Grandin is a captivating speaker, and as an animal scientist (of some kind), I’m happy to have heard her talk at least once. The lecture contained a mix of:

  • practical experiences from a career of troubleshooting livestock management and systems,
  • how thinking differently (visually) helps in working with animal behaviour,
  • terrific personal anecdotes, among other things about starting up her business as a livestock management consultant from a student room,
  • a recurring theme, throughout the talk, of unintended side-effects in animal breeding, framed as a risk of ”overselecting” for any one trait, uncertainty about ”what is optimal”, and the importance of measuring and soberly evaluating many different things about animals and systems.

This latter point interests me, because it concerns genetics and animal breeding. Judging by the question in the Q&A, it also especially interested rest of the audience, mostly composed of vet students.

Grandin repeatedly cautioned against ”overselecting”. She argued that if you take one trait, any trait, and apply strong directional selection, bad side-effects will emerge. As a loosely worded biological principle, and taken to extremes, this seems likely to be true. If we assume that traits are polygenic, that means both that variants are likely to be pleiotropic (because there are many causal variants and a limited number of genes; this one argument for the omnigenic model) and that variants are likely to be linked to other variants that affect other traits. So changing one trait a lot is likely to affect other traits. And if we assume that the animal was in a pretty well-functioning state before selection, we should expect that if some trait that we’re not consciously selecting on changes far enough from that state, that is likely to cause problems.

We can also safely assume that there are always more traits that we care about than we can actually measure, either because they haven’t become a problem yet, or because we don’t have a good way to measure them. Taken together, this sound like a case for being cautious, measuring a lot of things about animal performance and welfare, and continuously re-evaluating what one is doing.
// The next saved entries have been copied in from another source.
//! Build phase elements
//!
//! Each phase holds a set of build-file references; files are members by
//! reference, not by containment.

mod frameworks;
mod resources;
mod shell_script;

pub use frameworks::FrameworksBuildPhase;
pub use resources::ResourcesBuildPhase;
pub use shell_script::{PathSet, ShellScriptBuildPhase};

use crate::reference::Reference;
use im::OrdSet;

/// Set of build-file references owned by a phase
pub type FileSet = OrdSet<Reference>;
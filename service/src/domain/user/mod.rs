//! Definitions related to platform users.
//!
//! Users themselves live in the external identity store, so only their
//! identifiers and the aggregated [`Rating`] are known here.
//!
//! [`Rating`]: crate::domain::Rating

pub mod session;

use derive_more::{Display, From, FromStr, Into};
#[cfg(feature = "postgres")]
use postgres_types::{FromSql, ToSql};
use serde::{Deserialize, Serialize};
use uuid::Uuid;

pub use self::session::Session;

/// ID of a platform user.
#[derive(
    Clone,
    Copy,
    Debug,
    Default,
    Deserialize,
    Display,
    Eq,
    From,
    FromStr,
    Hash,
    Into,
    Ord,
    PartialEq,
    PartialOrd,
    Serialize,
)]
#[cfg_attr(feature = "postgres", derive(ToSql, FromSql), postgres(transparent))]
pub struct Id(Uuid);

impl Id {
    /// Creates a new random [`Id`].
    #[must_use]
    pub fn new() -> Self {
        Self(Uuid::new_v4())
    }
}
Grandin emphasised the importance of measurement, drumming in that: ”you will manage what you measure”, ”this happens gradually”, and therefore, there is a risk that ”the bad becomes the new normal” if one does not keep tabs on the situation by recording hard quantitative data.
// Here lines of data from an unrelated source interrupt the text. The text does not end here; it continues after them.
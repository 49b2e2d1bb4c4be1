//! [`Percent`]-related definitions.

use std::str::FromStr;

use derive_more::{Display, Error};
use rust_decimal::Decimal;

/// Percentage in the `0..=100` range, with an arbitrary fractional part.
#[derive(Clone, Copy, Debug, Display, Eq, Hash, Ord, PartialEq, PartialOrd)]
#[display("{_0}%")]
pub struct Percent(Decimal);

impl Percent {
    /// Zero [`Percent`].
    pub const ZERO: Self = Self(Decimal::ZERO);

    /// Fifty [`Percent`].
    pub const HALF: Self = Self(Decimal::from_parts(50, 0, 0, false, 0));

    /// One hundred [`Percent`].
    pub const FULL: Self = Self(Decimal::ONE_HUNDRED);

    /// Creates a new [`Percent`] if the provided `value` is within the
    /// `0..=100` range.
    #[must_use]
    pub fn new(value: Decimal) -> Option<Self> {
        (Decimal::ZERO..=Decimal::ONE_HUNDRED)
            .contains(&value)
            .then_some(Self(value))
    }

    /// Creates a new [`Percent`] without checking its range.
    ///
    /// # Safety
    ///
    /// The provided `value` must be within the `0..=100` range.
    #[expect(unsafe_code, reason = "unchecked constructor")]
    #[must_use]
    pub const unsafe fn new_unchecked(value: Decimal) -> Self {
        Self(value)
    }

    /// Returns this [`Percent`] of the provided `value`, without rounding.
    #[must_use]
    pub fn of(self, value: Decimal) -> Decimal {
        value * self.0 / Decimal::ONE_HUNDRED
    }
}

/// Error of parsing a [`Percent`].
#[derive(Clone, Copy, Debug, Display, Error)]
pub enum ParseError {
    /// Input is not a decimal number.
    #[display("not a number")]
    NotANumber,

    /// Number is out of the `0..=100` range.
    #[display("out of `0..=100` range")]
    OutOfRange,
}

impl FromStr for Percent {
    type Err = ParseError;

    /// Parses a decimal number, optionally followed by a `%` sign.
    fn from_str(s: &str) -> Result<Self, Self::Err> {
        let number = s.trim().trim_end_matches('%').trim_end();
        let value =
            Decimal::from_str(number).map_err(|_| ParseError::NotANumber)?;
        Self::new(value).ok_or(ParseError::OutOfRange)
    }
}

#[cfg(test)]
mod spec {
    use rust_decimal::Decimal;

    use super::{ParseError, Percent};

    fn decimal(s: &str) -> Decimal {
        s.parse().unwrap()
    }

    #[test]
    fn parses_within_range() {
        assert_eq!("0".parse::<Percent>().unwrap(), Percent::ZERO);
        assert_eq!("50%".parse::<Percent>().unwrap(), Percent::HALF);
        assert_eq!("100 %".parse::<Percent>().unwrap(), Percent::FULL);
        assert_eq!("2.9".parse::<Percent>().unwrap().to_string(), "2.9%");

        assert!(matches!(
            "-1".parse::<Percent>(),
            Err(ParseError::OutOfRange),
        ));
        assert!(matches!(
            "100.01".parse::<Percent>(),
            Err(ParseError::OutOfRange),
        ));
        assert!(matches!(
            "twelve".parse::<Percent>(),
            Err(ParseError::NotANumber),
        ));
    }

    #[test]
    fn takes_share_of_value() {
        let twelve = "12".parse::<Percent>().unwrap();

        assert_eq!(twelve.of(decimal("610")), decimal("73.2"));
        assert_eq!(Percent::HALF.of(decimal("10")), decimal("5"));
        assert_eq!(Percent::FULL.of(decimal("627.99")), decimal("627.99"));
        assert_eq!(Percent::ZERO.of(decimal("627.99")), Decimal::ZERO);
    }

    #[test]
    fn orders_by_value() {
        assert!(Percent::ZERO < Percent::HALF);
        assert!(Percent::HALF < Percent::FULL);
    }
}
Doesn’t this sound a lot like the conventional view of mainstream animal breeding? I guess it depends: breeding is a big field, covering a lot of experiences and views, from individual farmers’ decisions, through private and public breeding organisations, to the relative Castalia of academic research. However, the impression from my view of the field, is Grandin and mainstream animal breeders are in agreement about the importance of:

  1. recording lots of traits about all aspects of the performance and functioning of the animal,
  2. optimising them with good performance on the farm as the goal,
  3. constantly re-evaluating practice and updating the breeding goals and management to keep everything on track.

To me, what Grandin presented as if it was a radical message (and maybe it was, some time ago, or maybe it still is, in some places) sounded much like singing the praises of economic selection indices. I had expected something more controversial. Then again, that depends on what assumptions are built into words like ”good performance”, ”on track”, ”functioning of the animal” etc. For example, she talked a bit about the strand of animal welfare research that aims to quantify positive emotions in animals; one could take the radical stance that we should measure positive emotions and include that in the breeding goal.

”Overselection” as a term also carries connotations that I don’t agree with, because I don’t think that the framing as biological overload is helpful. To talk about overload and ”overselection” makes one think of selection as a force that strains the animal in itself, and the alternative as ”backing off” (an expression term Grandin repeatedly used in the talk). But if the breeding goal is off the mark, in the sense that it doesn’t get towards what’s actually optimal for the animal on the farm, breeding less efficiently is not getting you to a better outcome; it only gets towards the same, suboptimal, outcome more slowly. The problem isn’t efficiency in itself, but misspecification, and uncertainty about what the goal should be.

Grandin expands on this idea in the introductory chapter to ”Are we pushing animals to their biological limits? Welfare and ethical applications” (Grandin & Whiting 2018, eds). (I don’t know much about the pig case used as illustration, but I can think of a couple of other examples that illustrate the same point.) It ends with this great metaphor about genomic power tools, that I will borrow for later:

We must be careful not to repeat the mistakes that were made with conventional breeding where bad traits were linked with desirable traits. One of the best ways to prevent this is for both animal and plant breeders to do what I did in the 1980s and 1990s: I observed many different pigs from many places and the behaviour problems became obvious. This enabled me to compare animals from different lines in the same environment. Today, both animal and plant breeders have ‘genomic power tools’ for changing an organism’s genetics. Power tools are good things, but they must be used carefully because changes gan be made more quickly. A circular saw can chop your hand off much more easily than a hand saw. It has to be used with more care.

Different worlds

Some time ago, I gave a seminar about some work involving chicken combs, and I made some offhand remark about how I don’t think that the larger combs of modern layer chickens are the result of direct selection. I think it is more likely to be be a correlated response to selection on reproductive traits. During question time, someone disagreed, proposing that ornamental traits should be very likely to have been under artificial selection.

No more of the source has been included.